_WHAT IS EXPECTED_: Give again, word for word, every line in the entries below from the line with "pub fn offset(&self)" up to and including the line with "type Error = CoreError;", and no other line.
::: GIVEN DATA :::
//! # Paging & Sorting Types
//!
//! Request and result types for listing queries.
//!
//! ## Page Arithmetic
//! ```text
//! Pageable { page: 2, size: 20 }
//!       │
//!       ├── offset()     = page * size   = 40
//!       └── offset_end() = offset + size = 60
//!
//! Page { content: [..20 rows..], total: 95 }
//!       │
//!       ├── total_pages() = ceil(95 / 20) = 5
//!       ├── has_next()    = page + 1 < 5  = true
//!       └── is_first()    = page == 0     = false
//! ```

use serde::{Deserialize, Serialize};

use crate::error::{CoreError, CoreResult};

// =============================================================================
// Sort
// =============================================================================

/// Sort direction.
#[derive(Debug, Clone, Copy, PartialEq, Eq, Default, Serialize, Deserialize)]
#[serde(rename_all = "UPPERCASE")]
pub enum Direction {
    #[default]
    Asc,
    Desc,
}

impl Direction {
    pub fn is_ascending(&self) -> bool {
        matches!(self, Direction::Asc)
    }
}

impl std::fmt::Display for Direction {
    fn fmt(&self, f: &mut std::fmt::Formatter<'_>) -> std::fmt::Result {
        match self {
            Direction::Asc => write!(f, "ASC"),
            Direction::Desc => write!(f, "DESC"),
        }
    }
}

/// Placement of NULL values in an ordering.
#[derive(Debug, Clone, Copy, PartialEq, Eq, Default, Serialize, Deserialize)]
#[serde(rename_all = "SCREAMING_SNAKE_CASE")]
pub enum NullHandling {
    /// Whatever the database does.
    #[default]
    Native,
    NullsFirst,
    NullsLast,
}

/// Ordering on one property.
#[derive(Debug, Clone, PartialEq, Eq, Serialize, Deserialize)]
#[serde(rename_all = "camelCase")]
pub struct Order {
    pub property: String,
    pub direction: Direction,
    pub ignore_case: bool,
    pub null_handling: NullHandling,
}

impl Order {
    pub fn new(direction: Direction, property: impl Into<String>) -> Self {
        Order {
            property: property.into(),
            direction,
            ignore_case: false,
            null_handling: NullHandling::Native,
        }
    }

    pub fn asc(property: impl Into<String>) -> Self {
        Self::new(Direction::Asc, property)
    }

    pub fn desc(property: impl Into<String>) -> Self {
        Self::new(Direction::Desc, property)
    }

    pub fn ignore_case(mut self) -> Self {
        self.ignore_case = true;
        self
    }

    pub fn with_null_handling(mut self, null_handling: NullHandling) -> Self {
        self.null_handling = null_handling;
        self
    }
}

/// An ordered list of [`Order`]s. Serializes as a plain JSON array.
#[derive(Debug, Clone, Default, PartialEq, Eq, Serialize, Deserialize)]
#[serde(transparent)]
pub struct Sort {
    orders: Vec<Order>,
}

impl Sort {
    pub fn unsorted() -> Self {
        Self::default()
    }

    /// Sorts ascending on each named property.
    pub fn by<I, P>(properties: I) -> Self
    where
        I: IntoIterator<Item = P>,
        P: Into<String>,
    {
        Sort {
            orders: properties.into_iter().map(Order::asc).collect(),
        }
    }

    pub fn by_orders(orders: impl IntoIterator<Item = Order>) -> Self {
        Sort {
            orders: orders.into_iter().collect(),
        }
    }

    /// Appends the orders of `other`.
    pub fn and(mut self, other: Sort) -> Self {
        self.orders.extend(other.orders);
        self
    }

    /// Flips every direction to descending.
    pub fn descending(mut self) -> Self {
        for order in &mut self.orders {
            order.direction = Direction::Desc;
        }
        self
    }

    pub fn is_sorted(&self) -> bool {
        !self.orders.is_empty()
    }

    pub fn orders(&self) -> &[Order] {
        &self.orders
    }

    pub fn order_for(&self, property: &str) -> Option<&Order> {
        self.orders.iter().find(|o| o.property == property)
    }
}

// =============================================================================
// Pageable
// =============================================================================

/// A zero-based page request.
///
/// Deserialization goes through the same checks as [`Pageable::sorted`].
#[derive(Debug, Clone, PartialEq, Eq, Serialize, Deserialize)]
#[serde(try_from = "RawPageable")]
pub struct Pageable {
    page: u64,
    size: u64,
    sort: Sort,
}

impl Pageable {
    /// Creates a request for page `page` (zero-based) of `size` rows.
    ///
    /// ## Example
    /// ```rust
    /// use batis_core::domain::Pageable;
    ///
    /// let pageable = Pageable::of(2, 20).unwrap();
    /// assert_eq!(pageable.offset(), 40);
    /// assert!(Pageable::of(0, 0).is_err());
    /// ```
    pub fn of(page: u64, size: u64) -> CoreResult<Self> {
        Self::sorted(page, size, Sort::unsorted())
    }

    pub fn sorted(page: u64, size: u64, sort: Sort) -> CoreResult<Self> {
        if size == 0 {
            return Err(CoreError::InvalidPageable {
                reason: "page size must not be less than one".to_string(),
            });
        }
        if page.checked_mul(size).is_none() {
            return Err(CoreError::InvalidPageable {
                reason: format!("page {page} of size {size} overflows the row offset"),
            });
        }
        Ok(Pageable { page, size, sort })
    }

    pub fn page_number(&self) -> u64 {
        self.page
    }

    pub fn page_size(&self) -> u64 {
        self.size
    }

    pub fn sort(&self) -> &Sort {
        &self.sort
    }

    /// Row offset of this page, saturating at `u64::MAX`.
    pub fn offset(&self) -> u64 {
        self.page.saturating_mul(self.size)
    }

    pub fn offset_end(&self) -> u64 {
        self.offset().saturating_add(self.size)
    }

    pub fn next(&self) -> Self {
        Pageable {
            page: self.page.saturating_add(1),
            ..self.clone()
        }
    }

    pub fn previous_or_first(&self) -> Self {
        Pageable {
            page: self.page.saturating_sub(1),
            ..self.clone()
        }
    }

    pub fn first(&self) -> Self {
        Pageable {
            page: 0,
            ..self.clone()
        }
    }

    pub fn has_previous(&self) -> bool {
        self.page > 0
    }
}

#[derive(Deserialize)]
struct RawPageable {
    page: u64,
    size: u64,
    #[serde(default)]
    sort: Sort,
}

impl TryFrom<RawPageable> for Pageable {
    type Error = CoreError;

    fn try_from(raw: RawPageable) -> CoreResult<Self> {
        Pageable::sorted(raw.page, raw.size, raw.sort)
    }
}

// =============================================================================
// Page
// =============================================================================

/// One page of results plus the total row count.
#[derive(Debug, Clone, PartialEq, Serialize, Deserialize)]
pub struct Page<T> {
    content: Vec<T>,
    pageable: Pageable,
    total: u64,
}

impl<T> Page<T> {
    pub fn new(content: Vec<T>, pageable: Pageable, total: u64) -> Self {
        Page {
            content,
            pageable,
            total,
        }
    }

    pub fn content(&self) -> &[T] {
        &self.content
    }

    pub fn into_content(self) -> Vec<T> {
        self.content
    }

    pub fn pageable(&self) -> &Pageable {
        &self.pageable
    }

    pub fn total_elements(&self) -> u64 {
        self.total
    }

    pub fn total_pages(&self) -> u64 {
        match self.pageable.page_size() {
            0 => 0,
            size => self.total.div_ceil(size),
        }
    }

    pub fn number(&self) -> u64 {
        self.pageable.page_number()
    }

    pub fn size(&self) -> u64 {
        self.pageable.page_size()
    }

    pub fn number_of_elements(&self) -> usize {
        self.content.len()
    }

    pub fn has_content(&self) -> bool {
        !self.content.is_empty()
    }

    pub fn has_next(&self) -> bool {
        self.number() + 1 < self.total_pages()
    }

    pub fn has_previous(&self) -> bool {
        self.pageable.has_previous()
    }

    pub fn is_first(&self) -> bool {
        !self.has_previous()
    }

    pub fn is_last(&self) -> bool {
        !self.has_next()
    }

    /// Converts the content while keeping the paging metadata.
    pub fn map<U>(self, f: impl FnMut(T) -> U) -> Page<U> {
        Page {
            content: self.content.into_iter().map(f).collect(),
            pageable: self.pageable,
            total: self.total,
        }
    }
}

#[cfg(test)]
mod tests {
    use super::*;
    use serde_json::json;

    #[test]
    fn test_pageable_offsets() {
        let pageable = Pageable::of(3, 25).unwrap();
        assert_eq!(pageable.offset(), 75);
        assert_eq!(pageable.offset_end(), 100);
        assert_eq!(pageable.next().page_number(), 4);
        assert_eq!(pageable.previous_or_first().page_number(), 2);
        assert_eq!(pageable.first().page_number(), 0);
        assert_eq!(pageable.first().previous_or_first().page_number(), 0);
    }

    #[test]
    fn test_pageable_rejects_zero_size() {
        assert!(matches!(
            Pageable::of(0, 0),
            Err(CoreError::InvalidPageable { .. })
        ));
        assert!(Pageable::of(u64::MAX, 2).is_err());
    }

    #[test]
    fn test_pageable_deserialize_validates() {
        let err = serde_json::from_value::<Pageable>(json!({"page": 0, "size": 0, "sort": []}));
        assert!(err.is_err());

        let overflow = serde_json::from_value::<Pageable>(json!({"page": u64::MAX, "size": 2}));
        assert!(overflow.is_err());

        let pageable: Pageable = serde_json::from_value(json!({"page": 1, "size": 10})).unwrap();
        assert_eq!(pageable.offset(), 10);
        assert!(!pageable.sort().is_sorted());
    }

    #[test]
    fn test_next_page_near_limit_saturates() {
        let pageable = Pageable::of(u64::MAX / 2, 2).unwrap().next();
        assert_eq!(pageable.offset(), u64::MAX);
        assert_eq!(pageable.offset_end(), u64::MAX);

        let last = Pageable::of(u64::MAX, 1).unwrap();
        assert_eq!(last.next().page_number(), u64::MAX);
    }

    #[test]
    fn test_page_metadata() {
        let page = Page::new(vec![1, 2, 3], Pageable::of(1, 3).unwrap(), 10);
        assert_eq!(page.total_pages(), 4);
        assert!(page.has_next());
        assert!(page.has_previous());
        assert!(!page.is_first());
        assert_eq!(page.number_of_elements(), 3);

        let last = Page::new(vec![10], Pageable::of(3, 3).unwrap(), 10);
        assert!(last.is_last());

        let empty: Page<i32> = Page::new(vec![], Pageable::of(0, 5).unwrap(), 0);
        assert_eq!(empty.total_pages(), 0);
        assert!(empty.is_last());
        assert!(!empty.has_content());
    }

    #[test]
    fn test_page_map_keeps_total() {
        let page = Page::new(vec![1, 2], Pageable::of(0, 2).unwrap(), 7);
        let mapped = page.map(|n| n * 10);
        assert_eq!(mapped.content(), &[10, 20]);
        assert_eq!(mapped.total_elements(), 7);
    }

    #[test]
    fn test_sort_serializes_as_array() {
        let sort =
            Sort::by(["name"]).and(Sort::by_orders([Order::desc("createdAt").ignore_case()]));
        let value = serde_json::to_value(&sort).unwrap();
        assert_eq!(
            value,
            json!([
                {"property": "name", "direction": "ASC", "ignoreCase": false, "nullHandling": "NATIVE"},
                {"property": "createdAt", "direction": "DESC", "ignoreCase": true, "nullHandling": "NATIVE"}
            ])
        );
    }

    #[test]
    fn test_sort_descending() {
        let sort = Sort::by(["a", "b"]).descending();
        assert!(sort.orders().iter().all(|o| o.direction == Direction::Desc));
        assert!(sort.order_for("b").is_some());
        assert!(!Sort::unsorted().is_sorted());
    }
}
:::
_OUTPUT_:
    pub fn offset(&self) -> u64 {
        self.page.saturating_mul(self.size)
    }

    pub fn offset_end(&self) -> u64 {
        self.offset().saturating_add(self.size)
    }

    pub fn next(&self) -> Self {
        Pageable {
            page: self.page.saturating_add(1),
            ..self.clone()
        }
    }

    pub fn previous_or_first(&self) -> Self {
        Pageable {
            page: self.page.saturating_sub(1),
            ..self.clone()
        }
    }

    pub fn first(&self) -> Self {
        Pageable {
            page: 0,
            ..self.clone()
        }
    }

    pub fn has_previous(&self) -> bool {
        self.page > 0
    }
}

#[derive(Deserialize)]
struct RawPageable {
    page: u64,
    size: u64,
    #[serde(default)]
    sort: Sort,
}

impl TryFrom<RawPageable> for Pageable {
    type Error = CoreError;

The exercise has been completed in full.